Rising consumer spending and a continuing shift from cash and checks to plastic is spurring growth for MasterCard. Household purchases in the U.S., which account for about 70 percent of the economy, rose at a 2.7 percent pace in the first quarter, the Commerce Department said last month.
MasterCard and larger rival Visa Inc. (V) are fighting proposed U.S. caps on debit-card “swipe” fees amid investor concern the rules may damage the firms’ business model. The regulation, mandated by the Dodd-Frank Act of 2010, is weighing more on San Francisco-based Visa, which processed $1.05 trillion in U.S. debit-card purchase transactions last year, more than triple MasterCard’s $333 billion, company data show.
‘More to Gain’
MasterCard CEO Ajay Banga said his company may take market share, depending on how the Federal Reserve crafts the final rules. The company has “more to gain than to lose,” Banga said in a May 3 conference call with analysts after MasterCard reported a 24 percent increase in first-quarter profit.

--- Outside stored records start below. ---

//! Shared harness for integration tests: a headless app stepped in fixed
//! 50 ms ticks, plus helpers to poke at the run from outside.

#![allow(dead_code)]

use bevy::prelude::*;
use bevy::time::TimeUpdateStrategy;
use std::time::Duration;

use gauntlet::combat::events::{PresentationCue, SceneTransition};
use gauntlet::states::play_run::{CombatEntity, Enemy, GauntletCorePlugin, PhaseState, Player};
use gauntlet::RunSettings;

pub const TICK: f32 = 0.05;

/// Scene transitions and cues seen so far.
#[derive(Resource, Default)]
pub struct Recorded {
    pub transitions: Vec<SceneTransition>,
    pub cues: Vec<PresentationCue>,
}

fn record(
    mut recorded: ResMut<Recorded>,
    mut transitions: EventReader<SceneTransition>,
    mut cues: EventReader<PresentationCue>,
) {
    recorded.transitions.extend(transitions.read().cloned());
    recorded.cues.extend(cues.read().cloned());
}

/// A seeded app at `start_phase`, already past its first update.
pub fn test_app(start_phase: u32, seed: u64) -> App {
    let mut app = App::new();
    app.add_plugins(MinimalPlugins)
        .insert_resource(TimeUpdateStrategy::ManualDuration(Duration::from_secs_f32(TICK)))
        .add_plugins(GauntletCorePlugin {
            settings: RunSettings {
                start_phase,
                random_seed: Some(seed),
                enemies_path: None,
            },
        })
        .init_resource::<Recorded>()
        .add_systems(Last, record);
    app.finish();
    app.cleanup();
    app.update();
    app
}

pub fn step(app: &mut App, secs: f32) {
    let ticks = (secs / TICK).ceil() as usize;
    for _ in 0..ticks {
        app.update();
    }
}

pub fn phase(app: &App) -> PhaseState {
    app.world().resource::<PhaseState>().clone()
}

pub fn now(app: &App) -> f32 {
    app.world().resource::<Time>().elapsed_secs()
}

/// Player whose arrows do nothing and who cannot realistically die.
pub fn make_player_inert(app: &mut App) {
    let world = app.world_mut();
    let mut query = world.query::<(&mut Player, &mut CombatEntity)>();
    for (mut player, mut combat) in query.iter_mut(world) {
        player.arrow_damage = 0.0;
        combat.max_health = 1.0e9;
        combat.health = 1.0e9;
    }
}

pub fn player_state(app: &mut App) -> (Player, CombatEntity) {
    let world = app.world_mut();
    let mut query = world.query::<(&Player, &CombatEntity)>();
    let (player, combat) = query.single(world);
    (player.clone(), combat.clone())
}

pub fn move_player_to(app: &mut App, position: Vec2) {
    let world = app.world_mut();
    let mut query = world.query_filtered::<&mut Transform, With<Player>>();
    for mut transform in query.iter_mut(world) {
        transform.translation.x = position.x;
        transform.translation.y = position.y;
    }
}

/// Standing here overlaps the door.
pub fn door_position() -> Vec2 {
    Vec2::new(270.0, 40.0)
}

/// Deal a lethal hit to every live enemy matching `filter`. Returns how many.
pub fn kill_enemies_where(app: &mut App, filter: impl Fn(&Enemy) -> bool) -> usize {
    let world = app.world_mut();
    let mut query = world.query::<(&Enemy, &mut CombatEntity)>();
    let mut killed = 0;
    for (enemy, mut combat) in query.iter_mut(world) {
        if combat.is_alive() && filter(enemy) {
            combat.invincible_until = f32::NEG_INFINITY;
            let lethal = combat.health + 1.0;
            combat.take_damage(lethal, 0.0);
            killed += 1;
        }
    }
    killed
}

pub fn kill_all_enemies(app: &mut App) -> usize {
    kill_enemies_where(app, |_| true)
}

pub fn live_enemies(app: &mut App) -> Vec<(Enemy, CombatEntity)> {
    let world = app.world_mut();
    let mut query = world.query::<(&Enemy, &CombatEntity)>();
    query
        .iter(world)
        .filter(|(_, c)| c.is_alive())
        .map(|(e, c)| (e.clone(), c.clone()))
        .collect()
}

pub fn recorded(app: &App) -> &Recorded {
    app.world().resource::<Recorded>()
}

pub fn send<E: Event>(app: &mut App, event: E) {
    app.world_mut().send_event(event);
}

Buffett has made some of his largest investments in companies that are among the top two in market share in their businesses and have what he believes are competitive advantages that limit the emergence of rivals.
Buffett told the Financial Crisis Inquiry Commission last year that he held stock in Moody’s Corp. (MCO) because the company’s leading share, along with that of rival Standard & Poor’s, a subsidiary of McGraw-Hill Cos., gave the two firms flexibility in setting prices.
Berkshire is the top investor in Coca-Cola Co. (KO), the world’s largest soft-drink maker, Wells Fargo & Co. (WFC), the biggest U.S. home lender, and American Express Co. (AXP), the largest credit-card issuer by customer spending. AmEx also operates the world’s fourth-biggest payments network after Visa, MasterCard and China UnionPay Co.
Combs’s top holding as of Sept. 30 at Castle Point was U.S. Bancorp. Buffett’s firm was the fourth-largest shareholder in the lender as of March 31.
Berkshire’s filing omits information about some transactions because Buffett was granted temporary permission to keep them confidential. The Securities and Exchange Commission sometimes allows companies to withhold data from the public to limit copycat investing while a firm is building or cutting a position.
“It would definitely suggest accumulation,” Kass said of the omissions. “It certainly implies the purchase of one or more new issues to his portfolio.”